Goal of the exercise:
Set down exactly the first line of the entries and every line after it, through the line with "use utoipa::ToSchema;".

"""

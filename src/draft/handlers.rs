//! Draft session endpoints: the editable form workflow.

use actix_multipart::Multipart;
use actix_web::web::{self, Json, Path};
use actix_web::{HttpResponse, Responder};
use log::{debug, error, info, warn};
use serde::{Deserialize, Serialize};
use utoipa::ToSchema;
use uuid::Uuid;

use crate::draft::multipart::read_signature_file;
use crate::draft::session::{DraftOp, DraftSession};
use crate::state::AppState;
use crate::ErrorResponse;

#[derive(Debug, Default, Deserialize, ToSchema)]
pub struct CreateDraftRequest {
    /// When set, the draft is seeded from this stored letter (edit form);
    /// otherwise a blank creation form is opened.
    pub letter_id: Option<Uuid>,
}

#[derive(Debug, Serialize, ToSchema)]
pub struct SignatureUploadResponse {
    pub signature: String,
}

#[utoipa::path(
    context_path = "/api",
    tag = "Draft Service",
    post,
    path = "/drafts",
    request_body = CreateDraftRequest,
    responses(
        (status = 201, description = "Draft session opened", body = DraftSession),
        (status = 404, description = "Letter to edit not found", body = ErrorResponse)
    )
)]
pub async fn create_draft(
    req: Json<CreateDraftRequest>,
    data: web::Data<AppState>,
) -> impl Responder {
    let session = match req.letter_id {
        Some(letter_id) => {
            // The edit form cannot open without its letter; a failed fetch
            // aborts the whole action.
            match data.store.get_letter(letter_id).await {
                Ok(letter) => DraftSession::for_letter(letter),
                Err(e) => {
                    error!("Failed to open edit draft for letter {}: {}", letter_id, e);
                    return e.error_response("Letter not found");
                }
            }
        }
        None => DraftSession::new(),
    };

    info!(
        "Draft session {} opened (letter: {:?})",
        session.id, session.letter_id
    );
    let response = HttpResponse::Created().json(&session);
    data.drafts.write().insert(session.id, session);
    response
}

#[utoipa::path(
    context_path = "/api",
    tag = "Draft Service",
    get,
    path = "/drafts/{id}",
    responses(
        (status = 200, description = "Draft session state", body = DraftSession),
        (status = 404, description = "Draft session not found", body = ErrorResponse)
    ),
    params(
        ("id" = Uuid, Path, description = "Draft session ID")
    )
)]
pub async fn get_draft(id: Path<Uuid>, data: web::Data<AppState>) -> impl Responder {
    let sessions = data.drafts.read();
    match sessions.get(&id.into_inner()) {
        Some(session) => HttpResponse::Ok().json(session),
        None => HttpResponse::NotFound().json(ErrorResponse::not_found("Draft session not found")),
    }
}

#[utoipa::path(
    context_path = "/api",
    tag = "Draft Service",
    post,
    path = "/drafts/{id}/ops",
    request_body = DraftOp,
    responses(
        (status = 200, description = "Operation applied, new draft state", body = DraftSession),
        (status = 400, description = "Operation rejected", body = ErrorResponse),
        (status = 404, description = "Draft session not found", body = ErrorResponse)
    ),
    params(
        ("id" = Uuid, Path, description = "Draft session ID")
    )
)]
pub async fn apply_draft_op(
    id: Path<Uuid>,
    op: Json<DraftOp>,
    data: web::Data<AppState>,
) -> impl Responder {
    let mut sessions = data.drafts.write();
    let session = match sessions.get_mut(&id.into_inner()) {
        Some(session) => session,
        None => {
            return HttpResponse::NotFound()
                .json(ErrorResponse::not_found("Draft session not found"))
        }
    };

    match op.into_inner().apply(session.draft.clone()) {
        Ok(next) => {
            session.draft = next;
            HttpResponse::Ok().json(&*session)
        }
        Err(e) => {
            debug!("Draft op rejected for session {}: {}", session.id, e);
            HttpResponse::BadRequest().json(ErrorResponse::bad_request(&e.to_string()))
        }
    }
}

#[utoipa::path(
    context_path = "/api",
    tag = "Draft Service",
    post,
    path = "/drafts/{id}/signatories/{index}/signature",
    request_body(content = String, content_type = "multipart/form-data"),
    responses(
        (status = 200, description = "Signature stored on the signatory", body = DraftSession),
        (status = 400, description = "File rejected before upload", body = ErrorResponse),
        (status = 404, description = "Draft session or signatory not found", body = ErrorResponse),
        (status = 409, description = "Another upload is still in flight", body = ErrorResponse)
    ),
    params(
        ("id" = Uuid, Path, description = "Draft session ID"),
        ("index" = usize, Path, description = "Signatory row index")
    )
)]
pub async fn upload_draft_signature(
    path: Path<(Uuid, usize)>,
    payload: Multipart,
    data: web::Data<AppState>,
) -> impl Responder {
    let (session_id, index) = path.into_inner();

    // Reserve the single-flight upload slot before touching the payload.
    {
        let mut sessions = data.drafts.write();
        let session = match sessions.get_mut(&session_id) {
            Some(session) => session,
            None => {
                return HttpResponse::NotFound()
                    .json(ErrorResponse::not_found("Draft session not found"))
            }
        };
        if session.uploading {
            return HttpResponse::Conflict().json(ErrorResponse::new(
                "UploadInProgress",
                "Another signature upload is still in progress",
            ));
        }
        if index >= session.draft.signatories.len() {
            return HttpResponse::NotFound()
                .json(ErrorResponse::not_found("Signatory not found"));
        }
        session.uploading = true;
    }

    let release = |data: &web::Data<AppState>| {
        if let Some(session) = data.drafts.write().get_mut(&session_id) {
            session.uploading = false;
        }
    };

    // Type and size limits are checked while the payload streams in; the
    // store is only contacted once the file passed them.
    let file = match read_signature_file(payload).await {
        Ok(file) => file,
        Err(e) => {
            warn!("Signature upload rejected for session {}: {}", session_id, e);
            release(&data);
            return e.into();
        }
    };

    let uploaded = data
        .store
        .upload_signature(file.data, file.filename, file.content_type)
        .await;

    let mut sessions = data.drafts.write();
    let session = match sessions.get_mut(&session_id) {
        Some(session) => session,
        None => {
            return HttpResponse::NotFound()
                .json(ErrorResponse::not_found("Draft session not found"))
        }
    };
    session.uploading = false;

    match uploaded {
        Ok(reference) => match session.draft.clone().set_signature_at(index, reference) {
            Ok(next) => {
                info!(
                    "Signature stored for session {} signatory {}",
                    session_id, index
                );
                session.draft = next;
                HttpResponse::Ok().json(&*session)
            }
            Err(e) => {
                HttpResponse::NotFound().json(ErrorResponse::not_found(&e.to_string()))
            }
        },
        Err(e) => {
            error!("Store rejected signature upload: {}", e);
            e.error_response("Upload target not found")
        }
    }
}

#[utoipa::path(
    context_path = "/api",
    tag = "Draft Service",
    post,
    path = "/drafts/{id}/submit",
    responses(
        (status = 200, description = "Existing letter replaced", body = crate::letter::models::Letter),
        (status = 201, description = "New letter created", body = crate::letter::models::Letter),
        (status = 400, description = "Validation failed, nothing sent", body = ErrorResponse),
        (status = 404, description = "Draft session not found", body = ErrorResponse),
        (status = 409, description = "Upload still in flight", body = ErrorResponse)
    ),
    params(
        ("id" = Uuid, Path, description = "Draft session ID")
    )
)]
pub async fn submit_draft(id: Path<Uuid>, data: web::Data<AppState>) -> impl Responder {
    let session_id = id.into_inner();

    let (letter_id, draft) = {
        let sessions = data.drafts.read();
        let session = match sessions.get(&session_id) {
            Some(session) => session,
            None => {
                return HttpResponse::NotFound()
                    .json(ErrorResponse::not_found("Draft session not found"))
            }
        };
        if session.uploading {
            return HttpResponse::Conflict().json(ErrorResponse::new(
                "UploadInProgress",
                "Wait for the signature upload to finish before submitting",
            ));
        }
        (session.letter_id, session.draft.clone())
    };

    // Validation failures block the submission entirely; no request is sent.
    if let Err(message) = draft.validate() {
        debug!("Draft submission blocked by validation");
        return HttpResponse::BadRequest().json(ErrorResponse::bad_request(&message));
    }

    let payload = match draft.into_payload() {
        Ok(payload) => payload,
        Err(e) => {
            return HttpResponse::BadRequest().json(ErrorResponse::bad_request(&e.to_string()))
        }
    };

    // Full replace on update, no version check: the last submission wins.
    let result = match letter_id {
        Some(letter_id) => data.store.update_letter(letter_id, &payload).await,
        None => data.store.create_letter(&payload).await,
    };

    match result {
        Ok(letter) => {
            data.drafts.write().remove(&session_id);
            info!("Draft session {} submitted as letter {}", session_id, letter.id);
            if letter_id.is_some() {
                HttpResponse::Ok().json(letter)
            } else {
                HttpResponse::Created().json(letter)
            }
        }
        Err(e) => {
            // The session stays as it was so the user can retry manually.
            error!("Store rejected draft submission: {}", e);
            e.error_response("Letter not found")
        }
    }
}

#[utoipa::path(
    context_path = "/api",
    tag = "Draft Service",
    delete,
    path = "/drafts/{id}",
    responses(
        (status = 204, description = "Draft session discarded"),
        (status = 404, description = "Draft session not found", body = ErrorResponse)
    ),
    params(
        ("id" = Uuid, Path, description = "Draft session ID")
    )
)]
pub async fn delete_draft(id: Path<Uuid>, data: web::Data<AppState>) -> impl Responder {
    if data.drafts.write().remove(&id.into_inner()).is_some() {
        HttpResponse::NoContent().finish()
    } else {
        HttpResponse::NotFound().json(ErrorResponse::not_found("Draft session not found"))
    }
}

#[utoipa::path(
    context_path = "/api",
    tag = "Draft Service",
    post,
    path = "/upload-signature",
    request_body(content = String, content_type = "multipart/form-data"),
    responses(
        (status = 200, description = "Signature uploaded", body = SignatureUploadResponse),
        (status = 400, description = "File rejected before upload", body = ErrorResponse),
        (status = 502, description = "Store rejected the upload", body = ErrorResponse)
    )
)]
pub async fn upload_signature(payload: Multipart, data: web::Data<AppState>) -> impl Responder {
    let file = match read_signature_file(payload).await {
        Ok(file) => file,
        Err(e) => {
            warn!("Signature upload rejected: {}", e);
            return e.into();
        }
    };

    match data
        .store
        .upload_signature(file.data, file.filename, file.content_type)
        .await
    {
        Ok(signature) => HttpResponse::Ok().json(SignatureUploadResponse { signature }),
        Err(e) => {
            error!("Store rejected signature upload: {}", e);
            e.error_response("Upload target not found")
        }
    }
}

"""

Solution:
filename src/draft/handlers.rs
//! Draft session endpoints: the editable form workflow.

use actix_multipart::Multipart;
use actix_web::web::{self, Json, Path};
use actix_web::{HttpResponse, Responder};
use log::{debug, error, info, warn};
use serde::{Deserialize, Serialize};
use utoipa::ToSchema;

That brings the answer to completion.